Your assignment: Look through the material below and give the number of lines holding "tracing", with no other words.

┌────────

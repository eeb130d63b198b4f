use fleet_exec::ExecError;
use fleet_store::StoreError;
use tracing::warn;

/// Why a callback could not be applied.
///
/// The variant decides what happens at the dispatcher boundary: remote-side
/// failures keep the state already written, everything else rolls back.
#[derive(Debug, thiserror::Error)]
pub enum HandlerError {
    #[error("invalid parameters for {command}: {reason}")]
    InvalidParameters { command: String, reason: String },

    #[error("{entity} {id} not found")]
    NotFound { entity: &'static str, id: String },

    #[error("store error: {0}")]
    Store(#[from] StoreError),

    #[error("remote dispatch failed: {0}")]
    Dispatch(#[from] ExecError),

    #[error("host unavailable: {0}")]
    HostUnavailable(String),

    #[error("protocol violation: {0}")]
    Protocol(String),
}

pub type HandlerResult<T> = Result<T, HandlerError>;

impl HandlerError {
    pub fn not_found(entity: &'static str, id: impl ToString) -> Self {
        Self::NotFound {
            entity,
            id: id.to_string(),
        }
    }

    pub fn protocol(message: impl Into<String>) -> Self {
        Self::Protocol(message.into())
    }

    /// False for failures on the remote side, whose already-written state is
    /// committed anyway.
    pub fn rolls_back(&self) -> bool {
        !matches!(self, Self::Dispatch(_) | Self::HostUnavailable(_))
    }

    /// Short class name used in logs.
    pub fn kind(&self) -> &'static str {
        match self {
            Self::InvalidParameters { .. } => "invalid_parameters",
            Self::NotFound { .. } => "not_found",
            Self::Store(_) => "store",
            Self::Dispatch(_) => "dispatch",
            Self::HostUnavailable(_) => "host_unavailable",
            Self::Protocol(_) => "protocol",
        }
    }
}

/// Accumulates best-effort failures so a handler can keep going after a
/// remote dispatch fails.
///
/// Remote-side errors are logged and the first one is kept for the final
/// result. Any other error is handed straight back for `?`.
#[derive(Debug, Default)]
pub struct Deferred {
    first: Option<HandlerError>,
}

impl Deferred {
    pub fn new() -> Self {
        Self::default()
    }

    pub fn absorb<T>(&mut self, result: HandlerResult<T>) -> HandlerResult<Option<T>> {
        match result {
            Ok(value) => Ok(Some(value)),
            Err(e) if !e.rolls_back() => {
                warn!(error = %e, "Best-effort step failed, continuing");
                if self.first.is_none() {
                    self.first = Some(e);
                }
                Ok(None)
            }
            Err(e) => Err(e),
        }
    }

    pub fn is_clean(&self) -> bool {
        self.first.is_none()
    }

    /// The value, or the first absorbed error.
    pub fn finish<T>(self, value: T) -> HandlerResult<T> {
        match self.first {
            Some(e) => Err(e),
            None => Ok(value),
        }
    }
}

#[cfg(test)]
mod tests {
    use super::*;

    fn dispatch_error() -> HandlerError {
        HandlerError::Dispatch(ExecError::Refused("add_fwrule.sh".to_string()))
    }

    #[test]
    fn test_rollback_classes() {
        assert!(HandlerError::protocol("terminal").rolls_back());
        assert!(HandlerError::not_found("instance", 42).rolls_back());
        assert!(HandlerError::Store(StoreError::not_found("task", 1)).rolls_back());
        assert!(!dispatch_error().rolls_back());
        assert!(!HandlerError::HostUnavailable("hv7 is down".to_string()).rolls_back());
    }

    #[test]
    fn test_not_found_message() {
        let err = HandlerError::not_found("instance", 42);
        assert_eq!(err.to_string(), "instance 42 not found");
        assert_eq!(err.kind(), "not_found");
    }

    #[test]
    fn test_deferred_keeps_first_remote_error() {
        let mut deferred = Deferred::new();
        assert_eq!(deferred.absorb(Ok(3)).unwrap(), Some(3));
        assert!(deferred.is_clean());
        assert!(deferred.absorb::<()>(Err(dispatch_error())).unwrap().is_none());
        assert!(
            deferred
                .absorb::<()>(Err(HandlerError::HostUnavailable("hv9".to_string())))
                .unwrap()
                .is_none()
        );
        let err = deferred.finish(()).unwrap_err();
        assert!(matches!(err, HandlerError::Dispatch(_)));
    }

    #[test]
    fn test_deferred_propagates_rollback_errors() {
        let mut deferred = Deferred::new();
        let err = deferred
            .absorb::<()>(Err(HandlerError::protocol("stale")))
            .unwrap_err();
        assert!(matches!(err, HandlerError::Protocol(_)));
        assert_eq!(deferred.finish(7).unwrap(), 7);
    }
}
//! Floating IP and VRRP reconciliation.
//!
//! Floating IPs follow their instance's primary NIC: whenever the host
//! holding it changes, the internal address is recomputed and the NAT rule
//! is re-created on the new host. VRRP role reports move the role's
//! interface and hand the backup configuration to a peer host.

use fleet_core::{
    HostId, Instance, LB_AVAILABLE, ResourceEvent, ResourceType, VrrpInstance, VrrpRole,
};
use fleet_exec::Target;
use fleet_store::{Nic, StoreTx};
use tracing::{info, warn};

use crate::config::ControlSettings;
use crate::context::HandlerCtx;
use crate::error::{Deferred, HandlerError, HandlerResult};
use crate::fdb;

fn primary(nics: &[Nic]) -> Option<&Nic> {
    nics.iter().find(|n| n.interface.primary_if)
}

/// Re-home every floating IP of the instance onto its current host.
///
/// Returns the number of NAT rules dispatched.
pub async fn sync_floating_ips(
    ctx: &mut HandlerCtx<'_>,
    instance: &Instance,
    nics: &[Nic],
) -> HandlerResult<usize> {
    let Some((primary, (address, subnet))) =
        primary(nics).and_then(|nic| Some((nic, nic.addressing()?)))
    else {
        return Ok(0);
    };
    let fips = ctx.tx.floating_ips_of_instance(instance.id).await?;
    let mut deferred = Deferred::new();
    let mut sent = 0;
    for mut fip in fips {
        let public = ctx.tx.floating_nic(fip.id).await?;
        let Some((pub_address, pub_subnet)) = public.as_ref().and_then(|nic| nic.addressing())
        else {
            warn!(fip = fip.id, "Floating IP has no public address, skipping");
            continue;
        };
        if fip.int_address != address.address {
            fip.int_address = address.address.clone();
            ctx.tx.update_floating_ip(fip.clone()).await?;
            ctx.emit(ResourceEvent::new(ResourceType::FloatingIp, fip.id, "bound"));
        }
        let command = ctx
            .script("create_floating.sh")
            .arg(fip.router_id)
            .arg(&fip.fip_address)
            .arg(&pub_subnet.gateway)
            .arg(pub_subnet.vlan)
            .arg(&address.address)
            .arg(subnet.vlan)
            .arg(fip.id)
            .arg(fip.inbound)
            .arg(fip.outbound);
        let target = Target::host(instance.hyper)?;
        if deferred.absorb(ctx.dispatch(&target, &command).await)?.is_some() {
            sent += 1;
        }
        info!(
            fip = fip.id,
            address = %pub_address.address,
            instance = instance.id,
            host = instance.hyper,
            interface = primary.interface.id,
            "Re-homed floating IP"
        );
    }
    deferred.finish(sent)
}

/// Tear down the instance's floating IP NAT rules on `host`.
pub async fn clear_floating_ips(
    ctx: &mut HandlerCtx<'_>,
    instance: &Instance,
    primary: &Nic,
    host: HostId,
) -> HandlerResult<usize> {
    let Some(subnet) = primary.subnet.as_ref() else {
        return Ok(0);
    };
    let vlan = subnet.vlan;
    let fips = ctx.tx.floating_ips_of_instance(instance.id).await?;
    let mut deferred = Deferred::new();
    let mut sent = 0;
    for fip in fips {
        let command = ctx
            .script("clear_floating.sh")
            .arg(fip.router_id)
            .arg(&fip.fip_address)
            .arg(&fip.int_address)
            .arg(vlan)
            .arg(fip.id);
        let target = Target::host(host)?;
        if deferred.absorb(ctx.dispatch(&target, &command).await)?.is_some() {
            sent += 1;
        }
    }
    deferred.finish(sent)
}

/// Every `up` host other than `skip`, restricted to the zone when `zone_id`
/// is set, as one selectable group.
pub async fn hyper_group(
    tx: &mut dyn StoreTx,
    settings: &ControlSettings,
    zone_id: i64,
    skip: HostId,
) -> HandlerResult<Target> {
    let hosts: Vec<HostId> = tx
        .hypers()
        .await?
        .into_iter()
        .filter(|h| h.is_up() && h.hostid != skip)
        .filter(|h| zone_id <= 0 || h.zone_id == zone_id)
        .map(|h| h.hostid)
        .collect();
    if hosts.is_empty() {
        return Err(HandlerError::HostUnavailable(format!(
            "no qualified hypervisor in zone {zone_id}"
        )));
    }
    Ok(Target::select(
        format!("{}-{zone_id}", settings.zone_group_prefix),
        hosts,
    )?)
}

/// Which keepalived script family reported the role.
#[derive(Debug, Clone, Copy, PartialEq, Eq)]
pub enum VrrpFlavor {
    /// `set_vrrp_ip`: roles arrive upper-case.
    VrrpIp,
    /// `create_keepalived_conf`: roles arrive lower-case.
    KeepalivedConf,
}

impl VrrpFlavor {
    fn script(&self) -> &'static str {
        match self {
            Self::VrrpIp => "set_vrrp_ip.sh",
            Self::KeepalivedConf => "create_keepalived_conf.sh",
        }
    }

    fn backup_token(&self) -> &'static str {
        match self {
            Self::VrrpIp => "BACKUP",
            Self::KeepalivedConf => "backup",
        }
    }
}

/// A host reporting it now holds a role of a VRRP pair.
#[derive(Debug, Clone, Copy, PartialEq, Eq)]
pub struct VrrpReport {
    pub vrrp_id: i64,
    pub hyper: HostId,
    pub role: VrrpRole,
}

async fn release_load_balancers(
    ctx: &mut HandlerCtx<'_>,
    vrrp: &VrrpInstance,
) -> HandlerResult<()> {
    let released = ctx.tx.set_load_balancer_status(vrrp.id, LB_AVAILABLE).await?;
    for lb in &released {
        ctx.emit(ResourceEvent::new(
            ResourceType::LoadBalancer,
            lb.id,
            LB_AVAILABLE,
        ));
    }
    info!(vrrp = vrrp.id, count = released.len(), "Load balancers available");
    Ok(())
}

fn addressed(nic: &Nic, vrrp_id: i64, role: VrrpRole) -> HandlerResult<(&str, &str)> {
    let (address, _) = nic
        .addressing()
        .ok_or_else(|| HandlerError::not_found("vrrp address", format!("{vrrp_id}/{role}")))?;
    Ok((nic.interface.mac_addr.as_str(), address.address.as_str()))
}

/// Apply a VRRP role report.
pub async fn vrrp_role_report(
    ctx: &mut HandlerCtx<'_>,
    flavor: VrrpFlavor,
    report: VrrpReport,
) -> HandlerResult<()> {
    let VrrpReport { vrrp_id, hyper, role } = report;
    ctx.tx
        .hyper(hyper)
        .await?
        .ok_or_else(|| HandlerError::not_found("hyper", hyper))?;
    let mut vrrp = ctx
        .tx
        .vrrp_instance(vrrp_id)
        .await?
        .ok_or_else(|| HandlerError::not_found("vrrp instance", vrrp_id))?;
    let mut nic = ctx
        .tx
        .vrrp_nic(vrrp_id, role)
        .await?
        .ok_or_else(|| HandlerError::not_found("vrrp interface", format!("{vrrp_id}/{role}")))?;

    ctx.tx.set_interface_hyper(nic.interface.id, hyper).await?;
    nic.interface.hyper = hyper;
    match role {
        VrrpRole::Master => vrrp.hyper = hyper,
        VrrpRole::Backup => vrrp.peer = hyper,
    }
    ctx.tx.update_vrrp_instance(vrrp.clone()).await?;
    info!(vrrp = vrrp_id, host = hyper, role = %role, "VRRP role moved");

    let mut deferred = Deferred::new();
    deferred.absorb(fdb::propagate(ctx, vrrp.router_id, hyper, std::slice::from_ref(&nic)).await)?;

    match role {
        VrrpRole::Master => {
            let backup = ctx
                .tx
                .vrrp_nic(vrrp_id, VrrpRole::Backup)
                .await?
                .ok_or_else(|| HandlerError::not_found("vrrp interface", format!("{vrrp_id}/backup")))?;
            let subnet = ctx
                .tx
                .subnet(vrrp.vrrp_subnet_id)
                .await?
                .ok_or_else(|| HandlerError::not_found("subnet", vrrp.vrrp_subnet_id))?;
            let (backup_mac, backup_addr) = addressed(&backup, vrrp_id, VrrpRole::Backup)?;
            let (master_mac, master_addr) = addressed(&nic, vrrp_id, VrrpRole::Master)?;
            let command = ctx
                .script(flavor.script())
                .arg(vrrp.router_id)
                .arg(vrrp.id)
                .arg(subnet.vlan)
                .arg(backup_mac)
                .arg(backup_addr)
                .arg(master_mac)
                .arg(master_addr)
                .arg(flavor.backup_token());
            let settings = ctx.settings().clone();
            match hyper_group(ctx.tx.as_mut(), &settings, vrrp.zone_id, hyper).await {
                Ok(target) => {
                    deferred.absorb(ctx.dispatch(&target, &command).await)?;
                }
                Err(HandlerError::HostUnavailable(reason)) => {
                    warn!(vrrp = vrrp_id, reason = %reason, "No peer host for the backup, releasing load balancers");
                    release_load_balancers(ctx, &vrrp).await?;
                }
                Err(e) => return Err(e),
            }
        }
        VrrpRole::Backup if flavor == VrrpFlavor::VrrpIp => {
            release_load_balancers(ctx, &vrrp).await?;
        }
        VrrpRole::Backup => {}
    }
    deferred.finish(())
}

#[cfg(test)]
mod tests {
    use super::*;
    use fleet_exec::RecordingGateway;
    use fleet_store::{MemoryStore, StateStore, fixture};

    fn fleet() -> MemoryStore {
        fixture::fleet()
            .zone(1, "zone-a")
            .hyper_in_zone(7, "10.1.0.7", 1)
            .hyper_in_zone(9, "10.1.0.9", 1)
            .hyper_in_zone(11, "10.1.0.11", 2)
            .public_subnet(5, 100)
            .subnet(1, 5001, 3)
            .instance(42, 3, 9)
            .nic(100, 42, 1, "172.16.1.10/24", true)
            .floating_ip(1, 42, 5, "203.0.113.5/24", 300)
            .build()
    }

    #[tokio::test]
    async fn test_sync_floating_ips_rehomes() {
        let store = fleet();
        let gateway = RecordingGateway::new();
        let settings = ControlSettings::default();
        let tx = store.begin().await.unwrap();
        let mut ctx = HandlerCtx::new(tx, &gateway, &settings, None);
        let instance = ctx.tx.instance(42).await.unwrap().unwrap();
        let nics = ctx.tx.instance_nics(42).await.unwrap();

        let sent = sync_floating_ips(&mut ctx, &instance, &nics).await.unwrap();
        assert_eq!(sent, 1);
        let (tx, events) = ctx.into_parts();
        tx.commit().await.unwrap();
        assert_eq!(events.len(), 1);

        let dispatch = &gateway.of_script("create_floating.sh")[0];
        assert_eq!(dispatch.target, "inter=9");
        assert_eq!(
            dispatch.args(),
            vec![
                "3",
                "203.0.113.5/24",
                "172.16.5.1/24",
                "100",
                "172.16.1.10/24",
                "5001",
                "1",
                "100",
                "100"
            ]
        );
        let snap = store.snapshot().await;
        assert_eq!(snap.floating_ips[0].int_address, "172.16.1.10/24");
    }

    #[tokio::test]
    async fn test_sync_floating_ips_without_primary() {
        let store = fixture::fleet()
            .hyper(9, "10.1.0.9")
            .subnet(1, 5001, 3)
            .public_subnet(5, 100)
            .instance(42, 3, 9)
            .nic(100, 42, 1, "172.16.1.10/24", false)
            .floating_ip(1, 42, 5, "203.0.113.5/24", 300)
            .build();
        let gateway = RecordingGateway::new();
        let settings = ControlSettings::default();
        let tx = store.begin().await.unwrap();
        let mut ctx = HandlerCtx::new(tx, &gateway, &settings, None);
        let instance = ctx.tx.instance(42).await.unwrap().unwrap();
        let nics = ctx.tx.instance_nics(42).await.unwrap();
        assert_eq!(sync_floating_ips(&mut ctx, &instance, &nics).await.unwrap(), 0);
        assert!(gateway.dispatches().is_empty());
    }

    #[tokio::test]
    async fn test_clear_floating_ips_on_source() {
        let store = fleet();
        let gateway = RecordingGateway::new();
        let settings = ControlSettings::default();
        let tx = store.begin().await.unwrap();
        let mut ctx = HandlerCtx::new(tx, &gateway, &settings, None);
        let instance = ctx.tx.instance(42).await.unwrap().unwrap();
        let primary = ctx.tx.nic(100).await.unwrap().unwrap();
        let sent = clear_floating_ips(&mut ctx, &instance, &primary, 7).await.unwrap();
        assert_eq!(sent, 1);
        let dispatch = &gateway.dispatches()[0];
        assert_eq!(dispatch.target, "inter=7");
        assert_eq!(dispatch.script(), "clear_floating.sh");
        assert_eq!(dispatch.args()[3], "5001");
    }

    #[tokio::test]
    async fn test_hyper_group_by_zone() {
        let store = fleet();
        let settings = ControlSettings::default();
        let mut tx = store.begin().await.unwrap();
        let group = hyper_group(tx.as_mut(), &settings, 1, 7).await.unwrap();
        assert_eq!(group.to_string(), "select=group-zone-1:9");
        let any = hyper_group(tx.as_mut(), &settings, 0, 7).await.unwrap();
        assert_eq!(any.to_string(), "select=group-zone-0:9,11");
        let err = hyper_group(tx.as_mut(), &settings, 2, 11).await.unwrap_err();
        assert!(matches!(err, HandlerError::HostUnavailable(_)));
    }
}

└────────

Solution for this problem: 2